A tentative diagnosis of GME may be suggested by signalment data, the clinical course of the disease, and clinical signs. Haematology, serum chemistry, and urinalysis studies are usually normal and electroencephalographic recordings are frequently non-specific. Rarely, an intrathecal filling-defect may be detected myelographically in dogs possibly due to focal cord swelling or subarachnoid granulomas. The most useful diagnostic aid is CSF analysis. In most dogs, CSF is abnormal with mild to pronounced pleocytosis, ranging from 50 to 900 WBCs/μl. Cells are predominantly mononuclear, including lymphocytes (60-90%), monocytes (10-20%), and variable numbers of large anaplastic mononuclear cells with abundant lacy cytoplasm. While neutrophils typically comprise from 1-20% of the cell type differential, they may be the predominant cell type on rare occasions. Occasionally, protein is elevated without pleocytosis. In one retrospective study of dogs with GME, lumbar-derived CSF contained fewer cells and less protein than CSF derived from cisternal puncture. CSF protein and cellularity is not necessarily influenced by the degree of meningeal involvement or the extent of necrosis within the granulomatous lesions. A combination of CSF and MRI findings may also be useful, the latter being characterized by isointense lesions on T1-weighted images. Pial/dural meningeal enhancement may be found with MRI. Although infrequently performed, brain biopsy can be a very useful diagnostic test in animals with focal lesions.
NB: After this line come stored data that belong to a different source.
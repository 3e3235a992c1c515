/*!
Builders de snapshots nsqd

Produit des documents JSON identiques à ceux d'un nsqd (`topic_name`,
`channel_name`, `in_flight_count`...), nus ou dans l'enveloppe 0.3.x.
*/

use serde_json::{json, Value};

#[derive(Debug, Clone)]
struct TopicDoc {
    name: String,
    paused: bool,
    depth: u64,
    channels: Vec<Value>,
}

/// Construction fluide d'un document `/stats?format=json`
#[derive(Debug, Clone)]
pub struct SnapshotBuilder {
    version: String,
    wrapped: bool,
    start_time: i64,
    topics: Vec<TopicDoc>,
}

impl Default for SnapshotBuilder {
    fn default() -> Self {
        Self::new()
    }
}

impl SnapshotBuilder {
    pub fn new() -> Self {
        Self {
            version: "1.2.1".to_string(),
            wrapped: false,
            start_time: chrono::Utc::now().timestamp(),
            topics: Vec::new(),
        }
    }

    /// Scénario de référence: topic `orders` (depth 5) avec channel `ship` (depth 5, 2 clients)
    pub fn orders() -> Self {
        Self::new()
            .topic("orders", 5)
            .channel("orders", "ship", 5, 2)
    }

    pub fn version(mut self, version: &str) -> Self {
        self.version = version.to_string();
        self
    }

    /// Enveloppe `{"status_code": 200, "status_txt": "OK", "data": ...}` (nsqd 0.3.x)
    pub fn wrapped(mut self) -> Self {
        self.wrapped = true;
        self
    }

    /// Ajoute (ou met à jour) un topic sans channel
    pub fn topic(mut self, name: &str, depth: u64) -> Self {
        self.topic_mut(name).depth = depth;
        self
    }

    pub fn paused_topic(mut self, name: &str) -> Self {
        self.topic_mut(name).paused = true;
        self
    }

    /// Ajoute un channel au topic (créé si absent); in_flight=1, message_count=100
    pub fn channel(self, topic: &str, channel: &str, depth: u64, clients: usize) -> Self {
        self.channel_doc(topic, channel_doc(channel, depth, clients, false))
    }

    pub fn paused_channel(self, topic: &str, channel: &str, depth: u64) -> Self {
        self.channel_doc(topic, channel_doc(channel, depth, 0, true))
    }

    /// Channel au format brut, pour les cas que les raccourcis ne couvrent pas
    pub fn channel_doc(mut self, topic: &str, doc: Value) -> Self {
        self.topic_mut(topic).channels.push(doc);
        self
    }

    pub fn build(&self) -> Value {
        let topics: Vec<Value> = self
            .topics
            .iter()
            .map(|t| {
                json!({
                    "topic_name": t.name,
                    "paused": t.paused,
                    "depth": t.depth,
                    "backend_depth": 0,
                    "message_count": 100,
                    "channels": t.channels,
                })
            })
            .collect();

        let data = json!({
            "version": self.version,
            "health": "OK",
            "start_time": self.start_time,
            "topics": topics,
        });

        if self.wrapped {
            json!({ "status_code": 200, "status_txt": "OK", "data": data })
        } else {
            data
        }
    }

    pub fn to_bytes(&self) -> Vec<u8> {
        self.build().to_string().into_bytes()
    }

    fn topic_mut(&mut self, name: &str) -> &mut TopicDoc {
        let index = match self.topics.iter().position(|t| t.name == name) {
            Some(i) => i,
            None => {
                self.topics.push(TopicDoc {
                    name: name.to_string(),
                    paused: false,
                    depth: 0,
                    channels: Vec::new(),
                });
                self.topics.len() - 1
            }
        };
        &mut self.topics[index]
    }
}

fn channel_doc(name: &str, depth: u64, clients: usize, paused: bool) -> Value {
    let clients: Vec<Value> = (0..clients)
        .map(|i| {
            json!({
                "client_id": format!("consumer-{i}"),
                "hostname": format!("worker-{i}.local"),
                "remote_address": format!("10.0.0.{}:4150", i + 1),
            })
        })
        .collect();

    json!({
        "channel_name": name,
        "paused": paused,
        "depth": depth,
        "backend_depth": 0,
        "in_flight_count": 1,
        "deferred_count": 0,
        "message_count": 100,
        "requeue_count": 0,
        "timeout_count": 0,
        "clients": clients,
    })
}

#[cfg(test)]
mod tests {
    use super::*;

    #[test]
    fn test_orders_document() {
        let doc = SnapshotBuilder::orders().build();
        assert_eq!(doc["topics"][0]["topic_name"], "orders");
        assert_eq!(doc["topics"][0]["depth"], 5);
        assert_eq!(doc["topics"][0]["channels"][0]["channel_name"], "ship");
        assert_eq!(doc["topics"][0]["channels"][0]["clients"].as_array().unwrap().len(), 2);
    }

    #[test]
    fn test_channels_attach_to_existing_topic() {
        let doc = SnapshotBuilder::new()
            .topic("a", 1)
            .channel("a", "x", 0, 0)
            .channel("a", "y", 0, 0)
            .channel("b", "x", 0, 0)
            .build();

        let topics = doc["topics"].as_array().unwrap();
        assert_eq!(topics.len(), 2);
        assert_eq!(topics[0]["channels"].as_array().unwrap().len(), 2);
        assert_eq!(topics[1]["topic_name"], "b");
    }

    #[test]
    fn test_wrapped_envelope() {
        let doc = SnapshotBuilder::orders().wrapped().build();
        assert_eq!(doc["status_code"], 200);
        assert_eq!(doc["data"]["topics"][0]["topic_name"], "orders");
    }
}
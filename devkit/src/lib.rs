/*!
# NSQD DevKit - Stubs et Utilitaires pour les tests de l'exporter

Bibliothèque facilitant les tests de nsqd-exporter sans nsqd réel:
- Stub HTTP nsqd scriptable (snapshot, erreur HTTP, blocage, JSON invalide)
- Builders de snapshots au format JSON de `/stats?format=json`
*/

pub mod nsqd_stub;
pub mod snapshot_builder;

pub use nsqd_stub::{NsqdStub, StubMode};
pub use snapshot_builder::SnapshotBuilder;

/// Init logging pour tests (idempotent)
pub fn init_test_logging() {
    env_logger::builder().is_test(true).try_init().ok();
}
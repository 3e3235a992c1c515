/**
 * METRIC REGISTRY - Ensemble des séries vivantes d'une cible
 *
 * RÔLE : Un `prometheus::Registry` par cible, une `GaugeVec` par ligne de la
 * table des labels, plus un index des tuples de labels écrits.
 *
 * FONCTIONNEMENT :
 * - `set` = upsert idempotent : même tuple => même série, valeur écrasée
 * - l'index permet de compter, lister et évincer les séries sans passer par
 *   le protobuf de `gather()` (qui trie les labels par nom)
 * - `reset` vide toutes les GaugeVec et l'index d'un coup
 */

use crate::labels::{Metric, NAMESPACE};
use prometheus::proto::MetricFamily;
use prometheus::{Encoder, GaugeVec, Opts, Registry, TextEncoder};
use std::collections::{BTreeMap, BTreeSet};

/// Valeurs de labels dans l'ordre du schéma de la métrique
pub type LabelTuple = Vec<String>;

#[derive(Debug, thiserror::Error)]
pub enum RegistryError {
    #[error("metric {metric} expects {expected} label values, got {got}")]
    Arity {
        metric: Metric,
        expected: usize,
        got: usize,
    },
    #[error("metric {0} is not registered")]
    Unregistered(Metric),
    #[error("prometheus error: {0}")]
    Prometheus(#[from] prometheus::Error),
    #[error("exposition is not valid UTF-8: {0}")]
    Utf8(#[from] std::string::FromUtf8Error),
}

pub struct MetricRegistry {
    registry: Registry,
    gauges: BTreeMap<Metric, GaugeVec>,
    series: BTreeMap<Metric, BTreeSet<LabelTuple>>,
}

impl MetricRegistry {
    /// Instancie toutes les GaugeVec de la table des labels dans un registre neuf
    pub fn new() -> Result<Self, RegistryError> {
        let registry = Registry::new();
        let mut gauges = BTreeMap::new();

        for metric in Metric::ALL {
            let opts = Opts::new(metric.name(), metric.help()).namespace(NAMESPACE);
            let gauge = GaugeVec::new(opts, metric.labels())?;
            registry.register(Box::new(gauge.clone()))?;
            gauges.insert(metric, gauge);
        }

        Ok(Self {
            registry,
            gauges,
            series: BTreeMap::new(),
        })
    }

    /// Écrit la valeur d'une série (création si absente)
    pub fn set(&mut self, metric: Metric, labels: &[&str], value: f64) -> Result<(), RegistryError> {
        let expected = metric.labels().len();
        if labels.len() != expected {
            return Err(RegistryError::Arity {
                metric,
                expected,
                got: labels.len(),
            });
        }

        self.gauge(metric)?
            .get_metric_with_label_values(labels)?
            .set(value);
        self.series
            .entry(metric)
            .or_default()
            .insert(labels.iter().map(|l| l.to_string()).collect());
        Ok(())
    }

    /// Valeur courante d'une série, `None` si elle n'existe pas
    pub fn get(&self, metric: Metric, labels: &[&str]) -> Option<f64> {
        let tuple: LabelTuple = labels.iter().map(|l| l.to_string()).collect();
        if !self.contains(metric, &tuple) {
            return None;
        }
        let gauge = self.gauges.get(&metric)?;
        gauge.get_metric_with_label_values(labels).ok().map(|g| g.get())
    }

    pub fn contains(&self, metric: Metric, tuple: &LabelTuple) -> bool {
        self.series
            .get(&metric)
            .map(|set| set.contains(tuple))
            .unwrap_or(false)
    }

    /// Supprime une série; `false` si elle n'existait pas
    pub fn remove(&mut self, metric: Metric, tuple: &LabelTuple) -> bool {
        let known = self
            .series
            .get_mut(&metric)
            .map(|set| set.remove(tuple))
            .unwrap_or(false);
        if !known {
            return false;
        }
        if let Some(gauge) = self.gauges.get(&metric) {
            let values: Vec<&str> = tuple.iter().map(String::as_str).collect();
            if let Err(e) = gauge.remove_label_values(&values) {
                tracing::warn!("[registry] failed to remove {metric}{tuple:?}: {e}");
            }
        }
        true
    }

    /// Garde uniquement les séries pour lesquelles `keep` renvoie true.
    /// Retourne le nombre de séries supprimées.
    pub fn retain<F>(&mut self, mut keep: F) -> usize
    where
        F: FnMut(Metric, &LabelTuple) -> bool,
    {
        let doomed: Vec<(Metric, LabelTuple)> = self
            .series
            .iter()
            .flat_map(|(metric, set)| set.iter().map(move |tuple| (*metric, tuple)))
            .filter(|(metric, tuple)| !keep(*metric, tuple))
            .map(|(metric, tuple)| (metric, tuple.clone()))
            .collect();

        for (metric, tuple) in &doomed {
            self.remove(*metric, tuple);
        }
        doomed.len()
    }

    /// Vide toutes les séries de toutes les métriques
    pub fn reset(&mut self) {
        for gauge in self.gauges.values() {
            gauge.reset();
        }
        self.series.clear();
    }

    pub fn series(&self, metric: Metric) -> impl Iterator<Item = &LabelTuple> {
        self.series.get(&metric).into_iter().flat_map(|set| set.iter())
    }

    pub fn series_count(&self) -> usize {
        self.series.values().map(BTreeSet::len).sum()
    }

    pub fn is_empty(&self) -> bool {
        self.series_count() == 0
    }

    pub fn gather(&self) -> Vec<MetricFamily> {
        self.registry.gather()
    }

    pub fn encode(&self) -> Result<String, RegistryError> {
        encode_families(&self.gather())
    }

    fn gauge(&self, metric: Metric) -> Result<&GaugeVec, RegistryError> {
        self.gauges
            .get(&metric)
            .ok_or(RegistryError::Unregistered(metric))
    }
}

/// Encode des familles au format texte Prometheus
pub fn encode_families(families: &[MetricFamily]) -> Result<String, RegistryError> {
    let encoder = TextEncoder::new();
    let mut buffer = Vec::new();
    encoder.encode(families, &mut buffer)?;
    Ok(String::from_utf8(buffer)?)
}
/**
 * COLLECTORS - État possédé par cible (topologie + registre de métriques)
 *
 * RÔLE : Remplace l'état global partagé entre probes. Chaque cible nsqd a son
 * `TargetCollector`, créé au premier probe et protégé par son propre verrou.
 *
 * CONCURRENCE :
 * - la map cible -> collector est sous `parking_lot::Mutex` (sections courtes,
 *   jamais tenue pendant un await)
 * - chaque collector est sous `tokio::sync::Mutex`, tenu pendant fetch +
 *   réconciliation + encodage : deux probes d'une même cible sont sérialisés,
 *   deux cibles différentes ne partagent rien
 *
 * ÉVICTION : les cibles inactives depuis plus de `idle_ttl` sont oubliées, et au
 * delà de `max_targets` la moins récemment sondée part en premier.
 */

use crate::config::EvictionPolicy;
use crate::models::Snapshot;
use crate::reconciler::{reconcile, ReconcileReport};
use crate::registry::{MetricRegistry, RegistryError};
use crate::topology::Topology;
use parking_lot::Mutex;
use serde::Serialize;
use std::collections::HashMap;
use std::sync::Arc;
use std::time::{Duration, Instant};
use time::{format_description::well_known::Rfc3339, OffsetDateTime};

pub struct TargetCollector {
    target: String,
    pub topology: Topology,
    pub metrics: MetricRegistry,
    last_probe: Option<OffsetDateTime>,
    last_success: Option<bool>,
    last_report: Option<ReconcileReport>,
}

/// Vue JSON d'un collector pour `GET /targets`
#[derive(Debug, Serialize)]
pub struct TargetView {
    pub target: String,
    pub last_probe: Option<String>,
    pub last_success: Option<bool>,
    pub topics: usize,
    pub channels: usize,
    pub series: usize,
    pub last_reset: bool,
    pub probing: bool,
}

impl TargetCollector {
    pub fn new(target: impl Into<String>) -> Result<Self, RegistryError> {
        Ok(Self {
            target: target.into(),
            topology: Topology::default(),
            metrics: MetricRegistry::new()?,
            last_probe: None,
            last_success: None,
            last_report: None,
        })
    }

    pub fn target(&self) -> &str {
        &self.target
    }

    /// Applique un snapshot récupéré avec succès
    pub fn apply(&mut self, snapshot: &Snapshot, policy: EvictionPolicy) -> ReconcileReport {
        let report = reconcile(snapshot, &mut self.topology, &mut self.metrics, policy);
        self.last_report = Some(report.clone());
        report
    }

    /// Horodate le probe; un échec ne touche ni la topologie ni les séries
    pub fn record_probe(&mut self, success: bool) {
        self.last_probe = Some(OffsetDateTime::now_utc());
        self.last_success = Some(success);
    }

    pub fn last_success(&self) -> Option<bool> {
        self.last_success
    }

    pub fn view(&self) -> TargetView {
        TargetView {
            target: self.target.clone(),
            last_probe: self.last_probe.and_then(|t| t.format(&Rfc3339).ok()),
            last_success: self.last_success,
            topics: self.topology.topics.len(),
            channels: self.topology.channels.len(),
            series: self.metrics.series_count(),
            last_reset: self.last_report.as_ref().map(|r| r.reset).unwrap_or(false),
            probing: false,
        }
    }
}

pub type SharedCollector = Arc<tokio::sync::Mutex<TargetCollector>>;

struct Entry {
    collector: SharedCollector,
    last_used: Instant,
}

impl Entry {
    /// Un probe détient encore le collector : l'oublier créerait un second
    /// état pour la même cible
    fn is_busy(&self) -> bool {
        Arc::strong_count(&self.collector) > 1 || self.collector.try_lock().is_err()
    }
}

#[derive(Clone)]
pub struct CollectorMap {
    entries: Arc<Mutex<HashMap<String, Entry>>>,
    idle_ttl: Duration,
    max_targets: usize,
}

impl CollectorMap {
    pub fn new(idle_ttl: Duration, max_targets: usize) -> Self {
        Self {
            entries: Arc::new(Mutex::new(HashMap::new())),
            idle_ttl,
            max_targets: max_targets.max(1),
        }
    }

    /// Collector de la cible, créé au premier probe
    pub fn checkout(&self, target: &str) -> Result<SharedCollector, RegistryError> {
        self.checkout_at(target, Instant::now())
    }

    fn checkout_at(&self, target: &str, now: Instant) -> Result<SharedCollector, RegistryError> {
        let mut entries = self.entries.lock();
        let idle_ttl = self.idle_ttl;

        let before = entries.len();
        entries.retain(|key, entry| {
            key == target || entry.is_busy() || now.duration_since(entry.last_used) <= idle_ttl
        });
        let expired = before - entries.len();
        if expired > 0 {
            tracing::info!("[collectors] dropped {expired} idle target(s)");
        }

        let collector = match entries.get_mut(target) {
            Some(entry) => {
                entry.last_used = now;
                entry.collector.clone()
            }
            None => {
                tracing::debug!("[collectors] new target {target}");
                let collector = Arc::new(tokio::sync::Mutex::new(TargetCollector::new(target)?));
                entries.insert(
                    target.to_string(),
                    Entry {
                        collector: collector.clone(),
                        last_used: now,
                    },
                );
                collector
            }
        };

        while entries.len() > self.max_targets {
            let oldest = entries
                .iter()
                .filter(|(key, entry)| key.as_str() != target && !entry.is_busy())
                .min_by_key(|(_, entry)| entry.last_used)
                .map(|(key, _)| key.clone());
            match oldest {
                Some(key) => {
                    tracing::info!("[collectors] evicting least recently probed target {key}");
                    entries.remove(&key);
                }
                None => break,
            }
        }

        Ok(collector)
    }

    pub fn len(&self) -> usize {
        self.entries.lock().len()
    }

    pub fn is_empty(&self) -> bool {
        self.len() == 0
    }

    pub fn contains(&self, target: &str) -> bool {
        self.entries.lock().contains_key(target)
    }

    /// Vues de toutes les cibles; une cible en cours de probe n'est pas attendue
    pub fn views(&self) -> Vec<TargetView> {
        let handles: Vec<(String, SharedCollector)> = self
            .entries
            .lock()
            .iter()
            .map(|(key, entry)| (key.clone(), entry.collector.clone()))
            .collect();

        let mut views: Vec<TargetView> = handles
            .into_iter()
            .map(|(key, collector)| match collector.try_lock() {
                Ok(guard) => guard.view(),
                Err(_) => TargetView {
                    target: key,
                    last_probe: None,
                    last_success: None,
                    topics: 0,
                    channels: 0,
                    series: 0,
                    last_reset: false,
                    probing: true,
                },
            })
            .collect();
        views.sort_by(|a, b| a.target.cmp(&b.target));
        views
    }
}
Prognosis for permanent recovery is poor. Some dogs die from inhalation pneumonia secondary to megaesophagus. Shortest survival periods, ranging from several days to weeks, are seen with the disseminated and ocular forms. Longer survival periods of from 3 to 6 months, or longer, are more suggestive of a focal lesion. In one retrospective study of 42 dogs with GME , median survival time for dogs with focal versus disseminated disease was 114 and 14 days, respectively, and dogs with focal forebrain signs (e.g., seizures) had significantly longer survival times (>395 days) than did dogs with focal signs in other areas of the CNS (59 days). Long-term therapy is generally unsatisfactory, although temporary remission of signs is often achieved with corticosteroid administration, such as oral prednisone, 1 to 2 mg/kg/day initially for several days, then reducing the dosage to 2.5-5 mg on alternate days. Most dogs will require continued therapy to prevent recurrences of signs. Improvement may last for several days, weeks or months, although most will eventually succumb to the disease. Part of the temporary improvement may be related to a reduction of mast cell function in dogs receiving glucocorticoid medication. Cessation of glucocorticoid therapy is invariably associated with rapid and dramatic clinical deterioration. Results of a recent retrospective study suggested that radiation therapy (e.g., total doses ranging from 40 to 49.5 Gy, divided in 2.4- to 4.0-Gy fractions) may be an effective treatment for dogs with GME, particularly those with clinical signs suggesting focal involvement. Promising clinical, CT, and CSF results following use of cytosine arabinoside (at 50 mg/m2, SQ, bid x 2 days, repeat q 3 weeks) in an 8 year old Shih Tzu, suggests that this potent anti-inflammatory drug may be an effective sole therapy for the long-term treatment of GME in dogs.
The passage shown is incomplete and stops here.